Breast reconstruction on the affected breast or contralateral breast to achieve symmetry (reconstruction may include insertion or re-insertion of implants [silicone or saline], free flap, autologous tissue, latissimus dorsi flap or transverse rectus abdominis myocutaneous flap, nipple tattooing or nipple reconstruction) for any of the conditions listed below:

  • Congenital defects, such as breast agenesis
  • Mastectomy (including radical, modified radical, subcutaneous, simple and partial) due to current diagnosis of breast cancer
  • Mastectomy secondary to family or personal history of cancer of the breast
  • Accidental injury or trauma to the breast(s)

Exclusions:
All other conditions.

Implants

Inclusions:

Implant removal for documented:

  • Baker Class III contractures (only if the initial implant was for reconstructive purposes)
  • Baker Class IV contracture
  • Recurrent infection
  • Extrusion
  • Silicone implant rupture
  • Surgery or radiation therapy for a new diagnosis of breast cancer
  • Breast implant-associated anaplastic large cell lymphoma, or BIA-ALCL
  • Suspected BIA-ALCL (symptoms of pain, swelling, redness or lump in the area of the implant; seroma; asymmetry of the breast)
  • Bilateral removal is covered if requested
  • Textured-surface breast implant, when the surgeon determines it is in the best interest of the patient
  • Implants or tissue expanders that have been withdrawn from the market at the request of the FDA (e.g., Allergan BIOCELL®)

Exclusions:

The following indications for removal of breast implant are considered not medically necessary:

  • Patient anxiety
  • Pain not related to contractures or rupture
  • Baker Class III contractures in patients with implants for cosmetic purposes
  • Removal of a ruptured saline breast implant(s) when the original insertion was for a cosmetic purpose
  • Systemic symptoms attributed to connective tissue diseases, autoimmune diseases, etc.

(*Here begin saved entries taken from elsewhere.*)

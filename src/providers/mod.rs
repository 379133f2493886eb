//! API-key shape rules and live connectivity probes for the supported
//! providers. Probes issue a lightweight authenticated model-list call and
//! classify the failure, so the UI can show a precise message instead of a
//! raw transport error. No probe reads or writes shared state; concurrent
//! checks are safe.

use std::time::Duration;

use async_trait::async_trait;
use once_cell::sync::Lazy;
use regex::Regex;
use reqwest::StatusCode;
use thiserror::Error;
use tracing::debug;

use crate::config::Provider;

const OPENAI_BASE_URL: &str = "https://api.openai.com/v1";
const ANTHROPIC_BASE_URL: &str = "https://api.anthropic.com";
const ANTHROPIC_VERSION: &str = "2023-06-01";
const GEMINI_BASE_URL: &str = "https://generativelanguage.googleapis.com/v1beta";

const PROBE_TIMEOUT: Duration = Duration::from_secs(10);

static OPENAI_KEY: Lazy<Regex> =
    Lazy::new(|| Regex::new(r"^sk-[A-Za-z0-9]{32,}$").unwrap());
static ANTHROPIC_KEY: Lazy<Regex> =
    Lazy::new(|| Regex::new(r"^sk-ant-[A-Za-z0-9]{32,}$").unwrap());

/// Pure shape check, no I/O. The provider is inferred from the key prefix
/// when not given. Gemini keys have no published structure beyond length.
pub fn is_valid_key_format(key: &str, provider: Option<Provider>) -> bool {
    let provider = provider.unwrap_or_else(|| Provider::from_key_prefix(key));
    match provider {
        Provider::OpenAi => OPENAI_KEY.is_match(key),
        Provider::Anthropic => ANTHROPIC_KEY.is_match(key),
        Provider::Gemini => key.trim().len() >= 10,
    }
}

#[derive(Debug, Error)]
pub enum KeyTestError {
    #[error("the provider rejected the API key; check that it is correct and still active")]
    Unauthorized,

    #[error("the provider is rate limiting this key or its quota is exhausted; try again later")]
    RateLimited,

    #[error("the provider returned a server error ({0}); try again in a few minutes")]
    Upstream(u16),

    #[error("could not reach the provider: {0}")]
    Network(String),
}

impl KeyTestError {
    fn from_status(status: StatusCode) -> Self {
        match status.as_u16() {
            401 | 403 => KeyTestError::Unauthorized,
            429 => KeyTestError::RateLimited,
            s if s >= 500 => KeyTestError::Upstream(s),
            s => KeyTestError::Network(format!("unexpected status {s}")),
        }
    }
}

#[async_trait]
trait KeyProbe: Send + Sync {
    async fn probe(&self, client: &reqwest::Client, key: &str) -> Result<(), KeyTestError>;
}

struct OpenAiProbe;

#[async_trait]
impl KeyProbe for OpenAiProbe {
    async fn probe(&self, client: &reqwest::Client, key: &str) -> Result<(), KeyTestError> {
        let response = client
            .get(format!("{OPENAI_BASE_URL}/models"))
            .bearer_auth(key)
            .send()
            .await
            .map_err(request_error)?;
        check_status(response.status())
    }
}

struct AnthropicProbe;

#[async_trait]
impl KeyProbe for AnthropicProbe {
    async fn probe(&self, client: &reqwest::Client, key: &str) -> Result<(), KeyTestError> {
        let response = client
            .get(format!("{ANTHROPIC_BASE_URL}/v1/models"))
            .header("x-api-key", key)
            .header("anthropic-version", ANTHROPIC_VERSION)
            .send()
            .await
            .map_err(request_error)?;
        check_status(response.status())
    }
}

struct GeminiProbe;

#[async_trait]
impl KeyProbe for GeminiProbe {
    async fn probe(&self, client: &reqwest::Client, key: &str) -> Result<(), KeyTestError> {
        // Gemini authenticates through a query parameter, not a header.
        let response = client
            .get(format!("{GEMINI_BASE_URL}/models"))
            .query(&[("key", key)])
            .send()
            .await
            .map_err(request_error)?;
        check_status(response.status())
    }
}

/// Runs live key checks against the provider APIs. Holds a single shared
/// HTTP client with a request timeout; timeouts surface as
/// [`KeyTestError::Network`].
pub struct KeyTester {
    client: reqwest::Client,
}

impl KeyTester {
    pub fn new() -> Self {
        let client = reqwest::Client::builder()
            .timeout(PROBE_TIMEOUT)
            .build()
            .unwrap_or_default();
        Self { client }
    }

    /// Check a key against its provider with a lightweight authenticated
    /// call. The provider is inferred from the key prefix when not given.
    /// `Ok(())` means the provider accepted the key; failures are classified
    /// per [`KeyTestError`] and never panic.
    pub async fn test_key(
        &self,
        key: &str,
        provider: Option<Provider>,
    ) -> Result<(), KeyTestError> {
        let provider = provider.unwrap_or_else(|| Provider::from_key_prefix(key));
        debug!("probing {provider} to check an API key");

        let probe: Box<dyn KeyProbe> = match provider {
            Provider::OpenAi => Box::new(OpenAiProbe),
            Provider::Anthropic => Box::new(AnthropicProbe),
            Provider::Gemini => Box::new(GeminiProbe),
        };

        probe.probe(&self.client, key).await
    }
}

impl Default for KeyTester {
    fn default() -> Self {
        Self::new()
    }
}

fn check_status(status: StatusCode) -> Result<(), KeyTestError> {
    if status.is_success() {
        Ok(())
    } else {
        Err(KeyTestError::from_status(status))
    }
}

fn request_error(e: reqwest::Error) -> KeyTestError {
    if e.is_timeout() {
        KeyTestError::Network("the request timed out".to_string())
    } else {
        KeyTestError::Network(e.to_string())
    }
}
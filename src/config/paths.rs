use std::env;
use std::path::PathBuf;

use directories::BaseDirs;
use tracing::warn;

pub const CONFIG_FILE: &str = "config.json";

/// Directory name of the current install identity.
const APP_DIR: &str = "codeshade";

/// Older install identities that may still hold a config file: the packaged
/// Electron-era product name and the unpackaged hosting-runtime default.
/// Scanned read/delete only, never written.
const LEGACY_DIRS: [&str; 2] = ["CodeShade", "Electron"];

/// Overrides the canonical config directory (tilde expansion supported).
pub const CONFIG_DIR_ENV: &str = "CODESHADE_CONFIG_DIR";

/// Every on-disk location where a config file may exist, in scan order.
/// The first entry is the canonical path the store reads and writes;
/// the rest are only ever visited by reconciliation and manual reset.
#[derive(Debug, Clone, PartialEq, Eq)]
pub struct ConfigPaths {
    canonical: PathBuf,
    candidates: Vec<PathBuf>,
}

impl ConfigPaths {
    /// Build from an explicit candidate list; the first entry is canonical.
    pub fn new(candidates: Vec<PathBuf>) -> Self {
        let canonical = candidates
            .first()
            .cloned()
            .unwrap_or_else(|| PathBuf::from(CONFIG_FILE));
        Self {
            canonical,
            candidates,
        }
    }

    /// Enumerate candidate locations for the current OS and environment.
    ///
    /// Order: env override (if set) or the current identity under the OS
    /// config root, then legacy identities under the same root, then the
    /// working directory as a final fallback. Deterministic for a given
    /// environment. An unavailable config root (headless or stripped-down
    /// test environments) is logged and skipped, never an error.
    pub fn resolve() -> Self {
        let mut candidates = Vec::new();

        let override_dir = env::var(CONFIG_DIR_ENV).ok().and_then(|raw| {
            let trimmed = raw.trim().to_string();
            if trimmed.is_empty() {
                None
            } else {
                Some(PathBuf::from(shellexpand::tilde(&trimmed).to_string()))
            }
        });

        if let Some(dir) = &override_dir {
            candidates.push(dir.join(CONFIG_FILE));
        }

        match BaseDirs::new() {
            Some(base) => {
                let root = base.config_dir();
                if override_dir.is_none() {
                    candidates.push(root.join(APP_DIR).join(CONFIG_FILE));
                }
                for legacy in LEGACY_DIRS {
                    candidates.push(root.join(legacy).join(CONFIG_FILE));
                }
            }
            None => {
                warn!("could not determine the user config directory; skipping application data paths");
            }
        }

        match env::current_dir() {
            Ok(cwd) => candidates.push(cwd.join(CONFIG_FILE)),
            Err(e) => warn!("could not determine the working directory: {e}"),
        }

        // The override can point at the working directory; keep first occurrence.
        let mut deduped: Vec<PathBuf> = Vec::with_capacity(candidates.len());
        for path in candidates {
            if !deduped.contains(&path) {
                deduped.push(path);
            }
        }

        Self::new(deduped)
    }

    pub fn canonical(&self) -> &std::path::Path {
        &self.canonical
    }

    pub fn candidates(&self) -> &[PathBuf] {
        &self.candidates
    }
}
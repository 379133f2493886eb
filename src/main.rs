use anyhow::Result;
use clap::Parser;

mod cli;

use cli::{Cli, Commands};

fn main() -> Result<()> {
    let cli = Cli::parse();

    tokio::runtime::Builder::new_multi_thread()
        .enable_all()
        .build()?
        .block_on(async_main(cli))
}

async fn async_main(cli: Cli) -> Result<()> {
    // Initialize logging
    let log_level = if cli.verbose { "debug" } else { "info" };
    tracing_subscriber::fmt()
        .with_env_filter(
            tracing_subscriber::EnvFilter::try_from_default_env()
                .unwrap_or_else(|_| tracing_subscriber::EnvFilter::new(log_level)),
        )
        .init();

    match cli.command {
        Commands::Config(args) => cli::config::run(args),
        Commands::TestKey(args) => cli::test_key::run(args).await,
    }
}
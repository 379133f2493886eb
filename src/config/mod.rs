pub mod paths;
pub mod reconcile;
pub mod registry;
pub mod store;
pub mod validate;

mod error;

pub use error::ConfigError;
pub use paths::{ConfigPaths, CONFIG_DIR_ENV, CONFIG_FILE};
pub use reconcile::{force_clear, reconcile, ReconcileReport};
pub use registry::{Provider, CONFIG_KEYS};
pub use store::ConfigStore;
pub use validate::is_valid;


use serde::{Deserialize, Serialize};

/// The single persisted entity, stored as pretty-printed camelCase JSON.
///
/// `api_key` is an opaque credential and is never checked for correctness
/// beyond shape; `language` is free-form. The model fields must belong to
/// the whitelist of the current provider, which `ConfigStore` enforces on
/// every load and update.
#[derive(Debug, Clone, PartialEq, Serialize, Deserialize)]
#[serde(rename_all = "camelCase")]
pub struct Config {
    pub api_key: String,
    pub api_provider: Provider,
    pub extraction_model: String,
    pub solution_model: String,
    pub debugging_model: String,
    pub language: String,
    pub opacity: f64,
}

impl Default for Config {
    fn default() -> Self {
        let provider = Provider::default();
        Self {
            api_key: String::new(),
            api_provider: provider,
            extraction_model: provider.default_model().to_string(),
            solution_model: provider.default_model().to_string(),
            debugging_model: provider.default_model().to_string(),
            language: default_language(),
            opacity: default_opacity(),
        }
    }
}

/// A partial change to apply through [`store::ConfigStore::update`]. Fields
/// left `None` keep their current value.
#[derive(Debug, Clone, Default)]
pub struct ConfigUpdate {
    pub api_key: Option<String>,
    pub api_provider: Option<Provider>,
    pub extraction_model: Option<String>,
    pub solution_model: Option<String>,
    pub debugging_model: Option<String>,
    pub language: Option<String>,
    pub opacity: Option<f64>,
}

pub(crate) fn clamp_opacity(value: f64) -> f64 {
    value.clamp(0.1, 1.0)
}

fn default_language() -> String {
    "python".to_string()
}

fn default_opacity() -> f64 {
    1.0
}
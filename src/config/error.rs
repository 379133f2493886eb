use std::path::PathBuf;

use thiserror::Error;

/// Persistence failures surfaced by [`super::store::ConfigStore::save`].
///
/// Everything else in the store degrades in place: corrupt or missing
/// files become defaults, bad field values are substituted, and the
/// resolver falls back to the working directory. Only the write path
/// reports a typed error, and callers are free to ignore it.
#[derive(Debug, Error)]
pub enum ConfigError {
    #[error("failed to write config file at {path}: {source}")]
    Persist {
        path: PathBuf,
        #[source]
        source: std::io::Error,
    },

    #[error("failed to serialize configuration: {0}")]
    Serialize(#[from] serde_json::Error),
}
use std::fs;
use std::sync::{Mutex, MutexGuard};

use serde::Deserialize;
use tracing::{debug, warn};

use super::error::ConfigError;
use super::paths::ConfigPaths;
use super::registry::Provider;
use super::{clamp_opacity, Config, ConfigUpdate};

type Observer = Box<dyn Fn(&Config) + Send + Sync>;

/// Lenient mirror of the on-disk schema used by `load`. Unknown providers
/// and missing fields are tolerated here; `sanitize` turns the result into
/// a valid `Config` field by field.
#[derive(Debug, Default, Deserialize)]
#[serde(rename_all = "camelCase", default)]
struct RawConfig {
    api_key: Option<String>,
    api_provider: Option<String>,
    extraction_model: Option<String>,
    solution_model: Option<String>,
    debugging_model: Option<String>,
    language: Option<String>,
    opacity: Option<f64>,
}

/// The single in-process source of truth for the persisted configuration.
///
/// Constructed once at process start with the resolved paths and passed by
/// reference to consumers. All mutation goes through [`ConfigStore::update`];
/// a mutex serializes the load-modify-save cycle since the underlying file
/// carries no optimistic-concurrency check. Observers registered through
/// [`ConfigStore::subscribe`] are invoked synchronously after persistence.
pub struct ConfigStore {
    paths: ConfigPaths,
    write_lock: Mutex<()>,
    observers: Mutex<Vec<Observer>>,
}

impl ConfigStore {
    pub fn new(paths: ConfigPaths) -> Self {
        Self {
            paths,
            write_lock: Mutex::new(()),
            observers: Mutex::new(Vec::new()),
        }
    }

    pub fn paths(&self) -> &ConfigPaths {
        &self.paths
    }

    /// Register an observer for configuration changes. Called with the full
    /// new configuration after every persisted update, except updates that
    /// touched nothing but `opacity`.
    pub fn subscribe<F>(&self, observer: F)
    where
        F: Fn(&Config) + Send + Sync + 'static,
    {
        self.observers().push(Box::new(observer));
    }

    /// Load the canonical configuration. Never fails: a missing or
    /// unreadable file is replaced with defaults, an unknown provider is
    /// coerced to gemini, and non-whitelisted model fields are substituted
    /// with the provider default.
    pub fn load(&self) -> Config {
        let path = self.paths.canonical();

        if !path.exists() {
            let config = Config::default();
            self.persist_or_log(&config);
            return config;
        }

        let raw = fs::read_to_string(path)
            .ok()
            .and_then(|text| serde_json::from_str::<RawConfig>(&text).ok());

        match raw {
            Some(raw) => sanitize(raw),
            None => {
                warn!(
                    "config file at {} is corrupt; rewriting defaults",
                    path.display()
                );
                let config = Config::default();
                self.persist_or_log(&config);
                config
            }
        }
    }

    /// Overwrite the canonical file with the full serialized configuration,
    /// creating the directory if needed. The write error is returned rather
    /// than swallowed; `update` and the setters log it and continue.
    pub fn save(&self, config: &Config) -> Result<(), ConfigError> {
        let path = self.paths.canonical();

        if let Some(parent) = path.parent() {
            fs::create_dir_all(parent).map_err(|source| ConfigError::Persist {
                path: path.to_path_buf(),
                source,
            })?;
        }

        let body = serde_json::to_string_pretty(config)?;
        fs::write(path, body).map_err(|source| ConfigError::Persist {
            path: path.to_path_buf(),
            source,
        })?;

        Ok(())
    }

    /// The central mutation path. Applies the update policy in order:
    /// provider inference from the key prefix, model resets on a provider
    /// switch, whitelist substitution on the remaining model fields, then a
    /// shallow merge over the current configuration which is persisted and
    /// announced to observers.
    pub fn update(&self, update: ConfigUpdate) -> Config {
        let _guard = self.write_guard();

        // Notification suppression keys off the caller's payload, before
        // inference adds fields: an opacity-only change must not retrigger
        // provider reinitialization downstream.
        let opacity_only = update.opacity.is_some()
            && update.api_key.is_none()
            && update.api_provider.is_none()
            && update.extraction_model.is_none()
            && update.solution_model.is_none()
            && update.debugging_model.is_none()
            && update.language.is_none();

        let current = self.load();
        let mut update = update;

        if update.api_provider.is_none() {
            if let Some(key) = &update.api_key {
                let inferred = Provider::from_key_prefix(key);
                debug!("inferred provider {inferred} from API key prefix");
                update.api_provider = Some(inferred);
            }
        }

        let provider = update.api_provider.unwrap_or(current.api_provider);

        if provider != current.api_provider {
            // A provider switch invalidates every model choice, including
            // ones supplied in this same update.
            update.extraction_model = Some(provider.default_model().to_string());
            update.solution_model = Some(provider.default_model().to_string());
            update.debugging_model = Some(provider.default_model().to_string());
        }

        for slot in [
            &mut update.extraction_model,
            &mut update.solution_model,
            &mut update.debugging_model,
        ] {
            if let Some(model) = slot.take() {
                *slot = Some(provider.sanitize_model(&model));
            }
        }

        let next = Config {
            api_key: update.api_key.unwrap_or(current.api_key),
            api_provider: provider,
            extraction_model: update.extraction_model.unwrap_or(current.extraction_model),
            solution_model: update.solution_model.unwrap_or(current.solution_model),
            debugging_model: update.debugging_model.unwrap_or(current.debugging_model),
            language: update.language.unwrap_or(current.language),
            opacity: update.opacity.map(clamp_opacity).unwrap_or(current.opacity),
        };

        self.persist_or_log(&next);

        if !opacity_only {
            self.notify(&next);
        }

        next
    }

    pub fn has_api_key(&self) -> bool {
        !self.load().api_key.trim().is_empty()
    }

    pub fn opacity(&self) -> f64 {
        self.load().opacity
    }

    pub fn set_opacity(&self, value: f64) -> Config {
        self.update(ConfigUpdate {
            opacity: Some(clamp_opacity(value)),
            ..Default::default()
        })
    }

    pub fn language(&self) -> String {
        self.load().language
    }

    pub fn set_language(&self, value: impl Into<String>) -> Config {
        self.update(ConfigUpdate {
            language: Some(value.into()),
            ..Default::default()
        })
    }

    fn persist_or_log(&self, config: &Config) {
        if let Err(e) = self.save(config) {
            warn!("failed to persist configuration: {e}");
        }
    }

    fn notify(&self, config: &Config) {
        for observer in self.observers().iter() {
            observer(config);
        }
    }

    fn observers(&self) -> MutexGuard<'_, Vec<Observer>> {
        self.observers.lock().unwrap_or_else(|e| e.into_inner())
    }

    fn write_guard(&self) -> MutexGuard<'_, ()> {
        self.write_lock.lock().unwrap_or_else(|e| e.into_inner())
    }
}

fn sanitize(raw: RawConfig) -> Config {
    let defaults = Config::default();

    let provider = raw
        .api_provider
        .as_deref()
        .and_then(Provider::parse)
        .unwrap_or(Provider::Gemini);

    Config {
        api_key: raw.api_key.unwrap_or(defaults.api_key),
        api_provider: provider,
        extraction_model: provider.sanitize_model(
            raw.extraction_model
                .as_deref()
                .unwrap_or(&defaults.extraction_model),
        ),
        solution_model: provider.sanitize_model(
            raw.solution_model
                .as_deref()
                .unwrap_or(&defaults.solution_model),
        ),
        debugging_model: provider.sanitize_model(
            raw.debugging_model
                .as_deref()
                .unwrap_or(&defaults.debugging_model),
        ),
        language: raw.language.unwrap_or(defaults.language),
        opacity: clamp_opacity(raw.opacity.unwrap_or(defaults.opacity)),
    }
}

Please reference the table on the medical policy for detailed information regarding medical necessity.

T1015
T1019

Basic benefit and medical policy

Starting Dec. 1, we’ll no longer pay for T1015, T1019

Effective Dec. 1, 2020, we’ll no longer be paying for procedure codes T1015 and T1019. In 2006, we began paying for these procedure codes as an introduction to achieve consistent delivery of evidence-based recommendations in caring for patients with chronic illness. Since Provider Delivered Care Management is payable for most of our groups and we don’t want to double pay for such services, the T codes are no longer needed.